This dream must surely relate to something. I’ve not given a talk on the JD Cymru League (as it’s known today) for years, and the story about the female coach is something completely new to me. I wonder to whom it relates.

Going back to that other dream, the team that was eighth in the table, a woman, and the manager of the team wasn’t very happy about it. He didn’t like her at all. I thought that the situation wouldn’t last very long if they are arguing like this. In the end, I noticed that the woman had resigned. I went along to the ground to watch a few training sessions and to take part in some and even organise some, but I had no intention of becoming the club’s permanent manager or anything like that at all.

This would seem to be part of the same dream as the previous one. However, interestingly, the timestamps are forty-three minutes apart, so it’s not as if I’ve repeated the part of the previous one. There have been occasions when I’ve had the same dream a second time, and I wonder if this is another one of those.

It was the Welsh Cup, and TNS had been drawn at home to Birmingham. The manager of the Birmingham team was interviewed on the TV and said that he was really excited by this draw and was looking forward to the game. In fact, his club was bringing over seven thousand spectators to watch it. However, with talking to TNS, TNS said that their ground had only a capacity of three thousand, so what were they going to do? TNS had to think of some kind of emergency plan. Their response was that whatever they did, there were going to be a great many people disappointed by whatever decision they made.
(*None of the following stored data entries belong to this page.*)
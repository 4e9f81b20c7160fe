use std::convert::identity;

use substreams::store::{
    StoreGet, StoreGetString, StoreNew, StoreSet, StoreSetIfNotExists, StoreSetIfNotExistsString,
    StoreSetString,
};
use substreams_ethereum::{
    pb::eth::v2::{self as eth, Log},
    Event,
};

use crate::{
    abi::{bank_extension, coupon_onboarding, dao_factory, dao_registry},
    calls::RpcEthCall,
    consts::ExtensionIds,
    data_sources::Template,
    params::Config,
    prefetch::{data_source_key, data_source_registrations, record_reads, sponsorships, IndexState},
    pb::tribute::v1::{
        dao_event::Kind, AdapterAdded, AdapterRemoved, AddressConfigurationUpdated,
        ConfigurationUpdated, CouponRedeemed, DaoCreated, DaoEvent, EventMeta, Events,
        ExtensionAdded, ExtensionRemoved, NewBalance, ProcessedProposal, SponsoredProposal,
        SubmittedProposal, UpdateDelegateKey, Withdraw,
    },
};

#[substreams::handlers::map]
pub fn map_events(block: eth::Block) -> Result<Events, substreams::errors::Error> {
    Ok(decode_block(&block))
}

/// Every contract a DAOCreated or bank ExtensionAdded event asked to watch, keyed by
/// `{template}:{address}`.
#[substreams::handlers::store]
pub fn store_data_sources(events: Events, store: StoreSetIfNotExistsString) {
    for (ordinal, key, registered_by) in data_source_registrations(&ExtensionIds::default(), &events)
    {
        store.set_if_not_exists(ordinal, key, &registered_by);
    }
}

/// Last voting adapter each proposal was sponsored with.
#[substreams::handlers::store]
pub fn store_voting_adapters(events: Events, store: StoreSetString) {
    for (ordinal, proposal_id, voting_adapter) in sponsorships(&events) {
        store.set(ordinal, proposal_id, &voting_adapter);
    }
}

struct StoreIndexState {
    data_sources: StoreGetString,
    voting_adapters: StoreGetString,
}

impl IndexState for StoreIndexState {
    fn may_watch(&self, template: Template, address: &[u8]) -> bool {
        self.data_sources
            .has_last(data_source_key(template, address))
    }

    fn voting_adapter(&self, proposal_id: &str) -> Option<Vec<u8>> {
        let address = self.voting_adapters.get_last(proposal_id)?;
        hex::decode(address.trim_start_matches("0x")).ok()
    }
}

/// The block's events together with the contract reads indexing them needs.
#[substreams::handlers::map]
pub fn map_dao_events(
    params: String,
    events: Events,
    data_sources: StoreGetString,
    voting_adapters: StoreGetString,
) -> Result<Events, substreams::errors::Error> {
    let config = Config::from_params(&params)?;
    let state = StoreIndexState { data_sources, voting_adapters };
    let reads = record_reads(&config, &events, &state, &RpcEthCall)?;
    Ok(Events { reads, ..events })
}

/// Decodes every recognized log of the block's successful transactions, in log order.
pub fn decode_block(block: &eth::Block) -> Events {
    let timestamp = block
        .header
        .as_ref()
        .and_then(|header| header.timestamp.as_ref())
        .map(|timestamp| u64::try_from(timestamp.seconds).unwrap_or_default())
        .unwrap_or_default();

    let events = block
        .logs()
        .filter_map(|log| {
            decode_log(log.log).map(|kind| DaoEvent {
                meta: Some(EventMeta {
                    address: log.address().to_vec(),
                    tx_hash: log.receipt.transaction.hash.clone(),
                    tx_from: log.receipt.transaction.from.clone(),
                    block_number: block.number,
                    timestamp,
                    ordinal: log.ordinal(),
                }),
                kind: Some(kind),
            })
        })
        .collect();

    Events { events, reads: vec![] }
}

/// Decodes a log into the event it carries, whatever contract emitted it.
pub fn decode_log(log: &Log) -> Option<Kind> {
    [
        dao_registry::events::SubmittedProposal::match_and_decode(log).map(|e| {
            Kind::SubmittedProposal(SubmittedProposal {
                proposal_id: e.proposal_id.to_vec(),
                flags: e.flags.to_string(),
            })
        }),
        dao_registry::events::SponsoredProposal::match_and_decode(log).map(|e| {
            Kind::SponsoredProposal(SponsoredProposal {
                proposal_id: e.proposal_id.to_vec(),
                flags: e.flags.to_string(),
                voting_adapter: e.voting_adapter,
            })
        }),
        dao_registry::events::ProcessedProposal::match_and_decode(log).map(|e| {
            Kind::ProcessedProposal(ProcessedProposal {
                proposal_id: e.proposal_id.to_vec(),
                flags: e.flags.to_string(),
            })
        }),
        dao_registry::events::AdapterAdded::match_and_decode(log).map(|e| {
            Kind::AdapterAdded(AdapterAdded {
                adapter_id: e.adapter_id.to_vec(),
                adapter_address: e.adapter_address,
                flags: e.flags.to_string(),
            })
        }),
        dao_registry::events::AdapterRemoved::match_and_decode(log).map(|e| {
            Kind::AdapterRemoved(AdapterRemoved { adapter_id: e.adapter_id.to_vec() })
        }),
        dao_registry::events::ExtensionAdded::match_and_decode(log).map(|e| {
            Kind::ExtensionAdded(ExtensionAdded {
                extension_id: e.extension_id.to_vec(),
                extension_address: e.extension_address,
            })
        }),
        dao_registry::events::ExtensionRemoved::match_and_decode(log).map(|e| {
            Kind::ExtensionRemoved(ExtensionRemoved { extension_id: e.extension_id.to_vec() })
        }),
        dao_registry::events::UpdateDelegateKey::match_and_decode(log).map(|e| {
            Kind::UpdateDelegateKey(UpdateDelegateKey {
                member_address: e.member_address,
                new_delegate_key: e.new_delegate_key,
            })
        }),
        dao_registry::events::ConfigurationUpdated::match_and_decode(log).map(|e| {
            Kind::ConfigurationUpdated(ConfigurationUpdated {
                key: e.key.to_vec(),
                value: e.value.to_string(),
            })
        }),
        dao_registry::events::AddressConfigurationUpdated::match_and_decode(log).map(|e| {
            Kind::AddressConfigurationUpdated(AddressConfigurationUpdated {
                key: e.key.to_vec(),
                value: e.value,
            })
        }),
        bank_extension::events::NewBalance::match_and_decode(log).map(|e| {
            Kind::NewBalance(NewBalance {
                member: e.member,
                token_addr: e.token_addr,
                amount: e.amount.to_string(),
            })
        }),
        bank_extension::events::Withdraw::match_and_decode(log).map(|e| {
            Kind::Withdraw(Withdraw {
                account: e.account,
                token_addr: e.token_addr,
                amount: e.amount.to_string(),
            })
        }),
        coupon_onboarding::events::CouponRedeemed::match_and_decode(log).map(|e| {
            Kind::CouponRedeemed(CouponRedeemed {
                dao_address: e.dao_address,
                nonce: e.nonce.to_string(),
                authorized_member: e.authorized_member,
                amount: e.amount.to_string(),
            })
        }),
        dao_factory::events::DaoCreated::match_and_decode(log).map(|e| {
            Kind::DaoCreated(DaoCreated { dao_address: e.dao_address, name: e.name })
        }),
    ]
    .into_iter()
    .find_map(identity)
}

#[cfg(test)]
mod tests {
    use super::*;
    use crate::{consts::keccak256, testing::*};
    use ethabi::{Token, Uint};
    use substreams_ethereum::pb::eth::v2::{
        BlockHeader, TransactionReceipt, TransactionTrace, TransactionTraceStatus,
    };

    fn raw_log(address: &[u8], signature: &str, params: &[Token], ordinal: u64) -> Log {
        Log {
            address: address.to_vec(),
            topics: vec![keccak256(signature.as_bytes()).to_vec()],
            data: ethabi::encode(params),
            ordinal,
            ..Default::default()
        }
    }

    fn address(raw: &[u8]) -> Token {
        Token::Address(ethabi::Address::from_slice(raw))
    }

    fn transaction(status: TransactionTraceStatus, logs: Vec<Log>) -> TransactionTrace {
        TransactionTrace {
            hash: vec![0x11; 32],
            from: SENDER.to_vec(),
            status: status as i32,
            receipt: Some(TransactionReceipt { logs, ..Default::default() }),
            ..Default::default()
        }
    }

    #[test]
    fn test_decode_submitted_proposal() {
        let log = raw_log(
            &DAO,
            "SubmittedProposal(bytes32,uint256)",
            &[Token::FixedBytes(bytes32(1).to_vec()), Token::Uint(Uint::from(5))],
            0,
        );

        assert_eq!(
            decode_log(&log),
            Some(Kind::SubmittedProposal(SubmittedProposal {
                proposal_id: bytes32(1).to_vec(),
                flags: "5".to_string(),
            }))
        );
    }

    #[test]
    fn test_decode_bank_and_factory_events() {
        let new_balance = raw_log(
            &BANK,
            "NewBalance(address,address,uint160)",
            &[address(&MEMBER), address(&crate::consts::UNITS), Token::Uint(Uint::from(42))],
            0,
        );
        let dao_created = raw_log(
            &FACTORY,
            "DAOCreated(address,string)",
            &[address(&OTHER_DAO), Token::String("muse0".to_string())],
            1,
        );

        assert_eq!(
            decode_log(&new_balance),
            Some(Kind::NewBalance(NewBalance {
                member: MEMBER.to_vec(),
                token_addr: crate::consts::UNITS.to_vec(),
                amount: "42".to_string(),
            }))
        );
        assert_eq!(
            decode_log(&dao_created),
            Some(Kind::DaoCreated(DaoCreated {
                dao_address: OTHER_DAO.to_vec(),
                name: "muse0".to_string(),
            }))
        );
    }

    #[test]
    fn test_unrecognized_log_is_ignored() {
        let log = raw_log(
            &DAO,
            "Transfer(address,address,uint256)",
            &[address(&MEMBER), address(&DELEGATE), Token::Uint(Uint::from(1))],
            0,
        );

        assert_eq!(decode_log(&log), None);
    }

    #[test]
    fn test_decode_block_keeps_log_order_and_metadata() {
        let block = eth::Block {
            number: BLOCK_NUMBER,
            transaction_traces: vec![
                transaction(
                    TransactionTraceStatus::Succeeded,
                    vec![
                        raw_log(
                            &DAO,
                            "AdapterRemoved(bytes32)",
                            &[Token::FixedBytes(bytes32(2).to_vec())],
                            3,
                        ),
                        raw_log(
                            &DAO,
                            "UpdateDelegateKey(address,address)",
                            &[address(&MEMBER), address(&DELEGATE)],
                            4,
                        ),
                    ],
                ),
                transaction(
                    TransactionTraceStatus::Reverted,
                    vec![raw_log(
                        &DAO,
                        "ExtensionRemoved(bytes32)",
                        &[Token::FixedBytes(bytes32(3).to_vec())],
                        5,
                    )],
                ),
            ],
            ..Default::default()
        };

        let events = decode_block(&block).events;

        assert_eq!(events.len(), 2);
        assert!(matches!(events[0].kind, Some(Kind::AdapterRemoved(_))));
        assert!(matches!(events[1].kind, Some(Kind::UpdateDelegateKey(_))));
        let meta = events[1].meta.as_ref().unwrap();
        assert_eq!(meta.address, DAO.to_vec());
        assert_eq!(meta.tx_from, SENDER.to_vec());
        assert_eq!(meta.block_number, BLOCK_NUMBER);
        assert_eq!(meta.ordinal, 4);
    }

    #[test]
    fn test_pre_epoch_timestamp_decodes_as_zero() {
        let block = eth::Block {
            number: BLOCK_NUMBER,
            header: Some(BlockHeader {
                timestamp: Some(prost_types::Timestamp { seconds: -5, nanos: 0 }),
                ..Default::default()
            }),
            transaction_traces: vec![transaction(
                TransactionTraceStatus::Succeeded,
                vec![raw_log(
                    &DAO,
                    "AdapterRemoved(bytes32)",
                    &[Token::FixedBytes(bytes32(2).to_vec())],
                    0,
                )],
            )],
            ..Default::default()
        };

        let events = decode_block(&block);

        assert_eq!(events.events[0].meta.as_ref().unwrap().timestamp, 0);
        assert!(events.reads.is_empty());
    }
}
Welsh football seems to be an obsession right now. I wonder what’s going on. Certainly, Birmingham wouldn’t be competing in the Welsh Cup, and if they were and they turned up at Park Hall with seven thousand fans, that really would cause a problem seeing as the ground does in fact only hold three thousand.

The nurse was early today. And he didn’t stop around for long. He sorted out my legs and that was that – off like a ferret up a trouser leg, and I could push on.

Once he’d gone, I made breakfast and read some more of Thomas Codrington’s ROMAN ROADS IN BRITAIN.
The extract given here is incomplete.